Every girl should have one good girls trip.


In some way or another, everybody has a list of things they want to do in their lives before it's all over. After all, we're human. There's adventure to be had in every life. One thing I have always wanted to do before I grew too old and grey was go on a road trip with my gal pals to the beach. A couple weeks ago, I achieved this memorable milestone, and it allowed me to open up to new surroundings and experiences.

On this trip, I went with two of my friends from college, Kait and Lindsey, to visit my roommate Elizabeth in Virginia Beach. This was pretty big for Lindsey and I because neither of us had been to Virginia Beach before. Thankfully Elizabeth and Kait knew their way around the city, so we never got lost on our way to and fro.

Like most vacations, my favorite parts probably took place at the beach. I'm always at utter peace stomping through mushy sand or leaning down to splash the salty water that tries to knock my short self over. We took pictures and did something us college girls rarely have time to do especially in school: Relax.

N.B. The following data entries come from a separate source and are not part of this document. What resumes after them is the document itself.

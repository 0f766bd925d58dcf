use std::path::PathBuf;

use crate::constants::defaults::{OUTPUT_FILE, VOCAB_LIMIT};
use crate::errors::PipelineError;

/// Configuration for one pipeline run.
#[derive(Clone, Debug, PartialEq, Eq)]
pub struct PipelineConfig {
    /// Labeled listings file, one listing per line.
    pub input: PathBuf,
    /// Destination for the vocabulary/record summary.
    pub output: PathBuf,
    /// Optional destination for the ARFF feature matrix.
    pub arff: Option<PathBuf>,
    /// Phrase dictionary, one phrase per line.
    pub ngrams: PathBuf,
    /// Stopword dictionary, one word per line.
    pub stopwords: PathBuf,
    /// Cap on ranked terms carried into outputs; clamped to the vocabulary.
    pub vocab_limit: usize,
}

impl PipelineConfig {
    /// Create a config with explicit inputs and default output settings.
    pub fn new(
        input: impl Into<PathBuf>,
        ngrams: impl Into<PathBuf>,
        stopwords: impl Into<PathBuf>,
    ) -> Self {
        Self {
            input: input.into(),
            output: PathBuf::from(OUTPUT_FILE),
            arff: None,
            ngrams: ngrams.into(),
            stopwords: stopwords.into(),
            vocab_limit: VOCAB_LIMIT,
        }
    }

    /// Override the summary destination.
    pub fn with_output(mut self, output: impl Into<PathBuf>) -> Self {
        self.output = output.into();
        self
    }

    /// Enable ARFF output at the given destination.
    pub fn with_arff(mut self, arff: impl Into<PathBuf>) -> Self {
        self.arff = Some(arff.into());
        self
    }

    /// Override the ranked-term cap.
    pub fn with_vocab_limit(mut self, vocab_limit: usize) -> Self {
        self.vocab_limit = vocab_limit;
        self
    }

    /// Reject configs with empty paths before any file is touched.
    pub fn validate(&self) -> Result<(), PipelineError> {
        if self.input.as_os_str().is_empty() {
            return Err(PipelineError::Configuration(
                "input path is empty".to_string(),
            ));
        }
        if self.ngrams.as_os_str().is_empty() {
            return Err(PipelineError::Configuration(
                "n-gram dictionary path is empty".to_string(),
            ));
        }
        if self.stopwords.as_os_str().is_empty() {
            return Err(PipelineError::Configuration(
                "stopword dictionary path is empty".to_string(),
            ));
        }
        if self.output.as_os_str().is_empty() {
            return Err(PipelineError::Configuration(
                "output path is empty".to_string(),
            ));
        }
        if let Some(arff) = &self.arff
            && arff.as_os_str().is_empty()
        {
            return Err(PipelineError::Configuration(
                "arff path is empty".to_string(),
            ));
        }
        Ok(())
    }
}
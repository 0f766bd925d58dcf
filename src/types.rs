/// Listing URL exactly as it appears in the input file.
/// Example: `https://rv.example/listing/1234`
pub type ListingUrl = String;
/// Class label attached to a listing by the second input field.
/// Examples: `Class_A`, `Towable`, `Part`
pub type ClassLabel = String;
/// Price rendered as a plain decimal numeral, or `?` when none was found.
/// Examples: `8500`, `?`
pub type PriceText = String;
/// Multi-word phrase from the n-gram dictionary.
/// Example: `holiday rambler`
pub type Phrase = String;
/// Single word left in a listing body after extraction and filtering.
/// Example: `motorhome`
pub type Token = String;
/// Vocabulary entry: a token or a phrase, counted in one shared namespace.
/// Examples: `sleeps`, `holiday rambler`
pub type Term = String;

The four of us did not live up to the crazed stereotype of girl trips in movies. Although I finally got a chance to sing along to Taylor Swift in a car ride with my friends, so that's always a plus. We played "Top Golf" one day, and by some miracle, I actually won the second game by a fair amount after much humiliation in the first one. We visited some of Elizabeth's family, and I finally got to meet her giant dog Apollo (I call him 'Wolf Dog'). Everyday was another chance to ask with enthusiasm: "So what are we doing today?"

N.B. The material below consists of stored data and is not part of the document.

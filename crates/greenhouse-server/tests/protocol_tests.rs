//! End-to-end protocol tests over a real TCP listener.

#![allow(
    clippy::unwrap_used,
    clippy::expect_used,
    clippy::indexing_slicing,
    clippy::arithmetic_side_effects,
    missing_docs
)]

use std::net::SocketAddr;
use std::sync::Arc;
use std::time::Duration;

use greenhouse_core::{NodeManager, SensorEngine};
use greenhouse_server::{
    ClientRegistry, ConnectionSettings, Dispatcher, FileUserService, ServerConfig, bind,
    local_addr, serve,
};
use greenhouse_types::SensorUpdate;
use serde_json::{Value, json};
use tokio::io::{AsyncBufReadExt, AsyncWriteExt, BufReader};
use tokio::net::TcpStream;
use tokio::net::tcp::{OwnedReadHalf, OwnedWriteHalf};
use tokio::sync::{mpsc, watch};
use tokio::time::timeout;

const INTERVAL_MS: u64 = 30;

struct TestServer {
    addr: SocketAddr,
    engine: Arc<SensorEngine>,
    _shutdown: watch::Sender<bool>,
}

async fn launch(max_line_bytes: usize) -> TestServer {
    let nodes = Arc::new(NodeManager::new(INTERVAL_MS));
    let registry = Arc::new(ClientRegistry::new());
    let (update_tx, mut update_rx) = mpsc::channel::<SensorUpdate>(1_024);
    let engine = Arc::new(SensorEngine::new(Arc::clone(&nodes), update_tx));

    let forward = Arc::clone(&registry);
    tokio::spawn(async move {
        while let Some(update) = update_rx.recv().await {
            forward.broadcast_sensor_update(&update).await;
        }
    });

    let dispatcher = Arc::new(Dispatcher::new(
        nodes,
        Arc::clone(&engine),
        registry,
        Arc::new(FileUserService::in_memory()),
        "it-house",
    ));

    let config = ServerConfig {
        host: String::from("127.0.0.1"),
        port: 0,
        connection: ConnectionSettings {
            max_line_bytes,
            ..ConnectionSettings::default()
        },
    };
    let listener = bind(&config).await.unwrap();
    let addr = local_addr(&listener).unwrap();
    let (shutdown_tx, shutdown_rx) = watch::channel(false);
    tokio::spawn(serve(listener, dispatcher, config.connection, shutdown_rx));

    TestServer {
        addr,
        engine,
        _shutdown: shutdown_tx,
    }
}

struct Client {
    reader: BufReader<OwnedReadHalf>,
    writer: OwnedWriteHalf,
    pending: Vec<u8>,
}

impl Client {
    async fn connect(addr: SocketAddr) -> Self {
        let stream = TcpStream::connect(addr).await.unwrap();
        let (read, writer) = stream.into_split();
        let mut client = Self {
            reader: BufReader::new(read),
            writer,
            pending: Vec::new(),
        };
        let greeting = client.recv().await;
        assert_eq!(greeting["type"], "welcome");
        assert!(greeting.get("id").is_none());
        client
    }

    async fn handshake(addr: SocketAddr) -> Self {
        let mut client = Self::connect(addr).await;
        let reply = client
            .request(json!({"type": "hello", "id": "h", "clientId": "it", "user": "tester"}))
            .await;
        assert_eq!(reply["type"], "welcome");
        assert_eq!(reply["id"], "h");
        client
    }

    async fn send_raw(&mut self, line: &str) {
        self.writer.write_all(line.as_bytes()).await.unwrap();
        self.writer.write_all(b"\n").await.unwrap();
    }

    async fn request(&mut self, message: Value) -> Value {
        self.send_raw(&message.to_string()).await;
        self.recv().await
    }

    async fn recv(&mut self) -> Value {
        self.recv_within(Duration::from_secs(3))
            .await
            .expect("no line from server")
    }

    async fn recv_within(&mut self, wait: Duration) -> Option<Value> {
        // A timed-out read_until keeps partial bytes in `pending`.
        match timeout(wait, self.reader.read_until(b'\n', &mut self.pending)).await {
            Ok(Ok(n)) if n > 0 => {
                let line = std::mem::take(&mut self.pending);
                Some(serde_json::from_slice(&line).unwrap())
            }
            _ => None,
        }
    }

    /// Read and discard lines until none arrives within `quiet`. Gives up
    /// after a bounded number of lines.
    async fn drain(&mut self, quiet: Duration) {
        for _ in 0..50 {
            if self.recv_within(quiet).await.is_none() {
                return;
            }
        }
    }

    /// Next line whose `type` matches, skipping pushes of other kinds.
    async fn recv_type(&mut self, kind: &str, wait: Duration) -> Option<Value> {
        let deadline = tokio::time::Instant::now() + wait;
        loop {
            let left = deadline.saturating_duration_since(tokio::time::Instant::now());
            let value = self.recv_within(left).await?;
            if value["type"] == kind {
                return Some(value);
            }
        }
    }
}

#[tokio::test]
async fn create_node_then_stream_sensor_updates() {
    let server = launch(65_536).await;
    let mut client = Client::handshake(server.addr).await;

    let ack = client
        .request(json!({"type": "subscribe", "id": "s0", "events": ["node_change"], "nodes": ["*"]}))
        .await;
    assert_eq!(ack["type"], "ack");

    let ack = client
        .request(json!({
            "type": "create_node",
            "id": "c1",
            "node": {"name": "N1", "sensors": ["temperature"], "actuators": ["fan"]}
        }))
        .await;
    assert_eq!(ack["type"], "ack");
    assert_eq!(ack["id"], "c1");
    let node_id = ack["nodeId"].as_str().unwrap().to_owned();
    assert!(server.engine.is_scheduled(&node_id.as_str().into()));

    let change = client.recv().await;
    assert_eq!(change["type"], "node_change");
    assert_eq!(change["op"], "added");
    assert_eq!(change["nodeId"], node_id.as_str());

    let ack = client
        .request(json!({"type": "subscribe", "id": "s1", "events": ["sensor_update"], "nodes": [node_id]}))
        .await;
    assert_eq!(ack["id"], "s1");

    let update = client
        .recv_type("sensor_update", Duration::from_millis(INTERVAL_MS * 2 + 500))
        .await
        .expect("no sensor update");
    assert_eq!(update["nodeId"], node_id.as_str());
    assert!(update["data"]["temperature"].is_number());
    assert!(update["timestamp"].as_i64().unwrap() > 0);
    assert!(update.get("id").is_none());
}

#[tokio::test]
async fn invalid_json_keeps_connection_usable() {
    let server = launch(65_536).await;
    let mut client = Client::handshake(server.addr).await;

    client.send_raw("{not json").await;
    let error = client.recv().await;
    assert_eq!(error["type"], "error");
    assert_eq!(error["code"], "INVALID_JSON");

    let pong = client.request(json!({"type": "ping", "id": 42})).await;
    assert_eq!(pong["type"], "pong");
    assert_eq!(pong["id"], 42);
}

#[tokio::test]
async fn handshake_is_required() {
    let server = launch(65_536).await;
    let mut client = Client::connect(server.addr).await;
    let reply = client.request(json!({"type": "get_topology", "id": "t"})).await;
    assert_eq!(reply["code"], "HANDSHAKE_REQUIRED");
    assert_eq!(reply["id"], "t");
}

#[tokio::test]
async fn over_long_line_is_rejected_once() {
    let server = launch(64).await;
    let mut client = Client::handshake(server.addr).await;
    client.send_raw(&"x".repeat(200)).await;
    let error = client.recv().await;
    assert_eq!(error["code"], "LINE_TOO_LONG");
    let pong = client.request(json!({"type": "ping", "id": "p"})).await;
    assert_eq!(pong["type"], "pong");
}

#[tokio::test]
async fn node_filter_and_wildcard_subscriptions() {
    let server = launch(65_536).await;
    let mut owner = Client::handshake(server.addr).await;
    let mut watcher = Client::handshake(server.addr).await;
    let mut everything = Client::handshake(server.addr).await;

    owner
        .request(json!({"type": "create_node", "id": 1, "node": {"id": "node-1"}}))
        .await;
    owner
        .request(json!({"type": "create_node", "id": 2, "node": {"id": "node-2"}}))
        .await;

    watcher
        .request(json!({"type": "subscribe", "id": "w", "events": ["sensor_update"], "nodes": ["node-2"]}))
        .await;
    everything
        .request(json!({"type": "subscribe", "id": "e", "events": ["node_change"], "nodes": ["*"]}))
        .await;

    for _ in 0..5 {
        let update = watcher
            .recv_type("sensor_update", Duration::from_secs(1))
            .await
            .expect("watcher got no update");
        assert_eq!(update["nodeId"], "node-2");
    }

    let ack = owner
        .request(json!({"type": "update_node", "id": 3, "nodeId": "node-1", "patch": {"name": "Renamed"}}))
        .await;
    assert_eq!(ack["type"], "ack");
    let change = everything
        .recv_type("node_change", Duration::from_secs(1))
        .await
        .unwrap();
    assert_eq!(change["op"], "updated");
    assert_eq!(change["node"]["name"], "Renamed");

    watcher
        .request(json!({"type": "unsubscribe", "id": "u", "events": ["sensor_update"], "nodes": ["node-2"]}))
        .await;
    // Drain anything queued before the unsubscribe was applied.
    watcher.drain(Duration::from_millis(INTERVAL_MS * 3)).await;
    assert!(
        watcher
            .recv_within(Duration::from_millis(INTERVAL_MS * 5))
            .await
            .is_none()
    );
}

#[tokio::test]
async fn delete_stops_updates_and_announces_removal() {
    let server = launch(65_536).await;
    let mut client = Client::handshake(server.addr).await;
    client
        .request(json!({"type": "create_node", "id": "c", "node": {"id": "gone"}}))
        .await;
    client
        .request(json!({"type": "subscribe", "id": "s", "nodes": ["gone"]}))
        .await;
    assert!(
        client
            .recv_type("sensor_update", Duration::from_secs(1))
            .await
            .is_some()
    );

    client.send_raw(&json!({"type": "delete_node", "id": "d", "nodeId": "gone"}).to_string()).await;
    let ack = client.recv_type("ack", Duration::from_secs(1)).await.unwrap();
    assert_eq!(ack["id"], "d");
    let removal = client
        .recv_type("node_change", Duration::from_secs(1))
        .await
        .unwrap();
    assert_eq!(removal["op"], "removed");
    assert!(!server.engine.is_scheduled(&"gone".into()));
    client.drain(Duration::from_millis(INTERVAL_MS * 3)).await;

    assert!(
        client
            .recv_type("sensor_update", Duration::from_millis(INTERVAL_MS * 5))
            .await
            .is_none()
    );

    let topology = client.request(json!({"type": "get_topology", "id": "t"})).await;
    assert_eq!(topology["nodes"].as_array().unwrap().len(), 0);
}

#[tokio::test]
async fn set_sampling_reschedules_single_ticker() {
    let server = launch(65_536).await;
    let mut client = Client::handshake(server.addr).await;
    client
        .request(json!({"type": "create_node", "id": "c", "node": {"id": "n"}}))
        .await;
    let ack = client
        .request(json!({"type": "set_sampling", "id": "s", "nodeId": "n", "intervalMs": 5}))
        .await;
    assert_eq!(ack["type"], "ack");
    assert_eq!(server.engine.scheduled_count(), 1);

    let ack = client
        .request(json!({"type": "set_sampling", "id": "s2", "nodeId": "missing", "intervalMs": 5}))
        .await;
    assert_eq!(ack["type"], "ack");
    assert_eq!(server.engine.scheduled_count(), 1);
}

Our trip wasn't like the movies where we all cried or confessed our deepest darkest secrets. Everything the four of us shared was laughter and this calm feeling of being at home, in the chaotic peace of each other's company. We understand each other a little better due to finally seeing what we're like outside of Longwood University. After this, all I can say is that we're most definitely planning the next one!